Abstract

The theory of optical absorption of the simple liquid metals (e.g. the alkalis) is outlined. At not too large frequencies, the Drude theory is regained. The relaxation time is that given by the weak scattering (Ziman) theory of electrical resistivity. For high frequencies, the relaxation time, however, becomes frequency dependent. Appreciable structure enters the theory, arising from collective excitations. The relation to recent ellipsometric measurements on liquid Na is briefly discussed. The optical conductivity and density of states in the divalent metals Hg and Be is then discussed, followed by the relation between photoemission and soft X-ray experiments and current electron theory. Specific attention is given to the evidence for a pseudo-gap in the divalent metals and to changes in the electron states which occur on melting the noble metals.The second major area treated is concerned with the magnetic properties of liquid metals.
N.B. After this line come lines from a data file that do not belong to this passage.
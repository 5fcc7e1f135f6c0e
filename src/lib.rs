//! Psycial data: text normalization and personality-labeled samples.
//!
//! Two independent pieces:
//!
//! - **Text normalization** ([`nlp`]): [`clean_and_tokenize`] turns raw text
//!   into lowercased word/punctuation tokens plus a sorted vocabulary.
//! - **Personality data model** ([`personality`]): the closed set of MBTI
//!   [`PersonalityType`]s and the [`MbtiSample`] / [`BigFiveSample`] records.
//!
//! ```
//! use psycial_data::{MbtiSample, PersonalityType, TextSample};
//!
//! let mbti: PersonalityType = "intj".parse()?;
//! let sample = MbtiSample::new("A sentence. Another one.", mbti);
//! assert_eq!(sample.text(), ["A sentence", "Another one"]);
//! # Ok::<(), psycial_data::PsyError>(())
//! ```

pub mod config;
pub mod error;
pub mod nlp;
pub mod personality;

pub use config::{Config, SentencePolicy};
pub use error::{PsyError, Result};
pub use nlp::clean_and_tokenize;
pub use personality::{
    split_sentences, BigFiveSample, BigFiveTrait, Dimension, MbtiSample, PersonalityType,
    TextInput, TextSample, TraitLevel,
};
The theory of orbital and spin magnetism in simple liquid metals is reviewed and confronted with experiment. It is clear that the electron–electron enhancement effects have a dominant influence on the trend of the spin susceptibility of simple liquid metals as a function of density. However, electron–ion interactions must be introduced as corrections to the interacting electron gas values and in a metal like Li the nearly free electron theory fails to do this adequately. Knight shift results are summarized, and some attention is given to a recent experiment on the Knight shift of expanded fluid Hg. Difficulties for the theory in relation to transport and the pseudo-gap are pointed out. Finally, new theoretical calculations are reported on the relation between the magnetic properties of the liquid rare earth metals and their electrical conductivity. Mathiessen's rule is shown to break down because of very strong potential scattering. A recent theory of this by Parrinello et al. shows that in the strong scattering limit the magnitude of the localized spin carried by the rare earth ion drops out of the transport theory, as required by the experiments of Güntherodt et al.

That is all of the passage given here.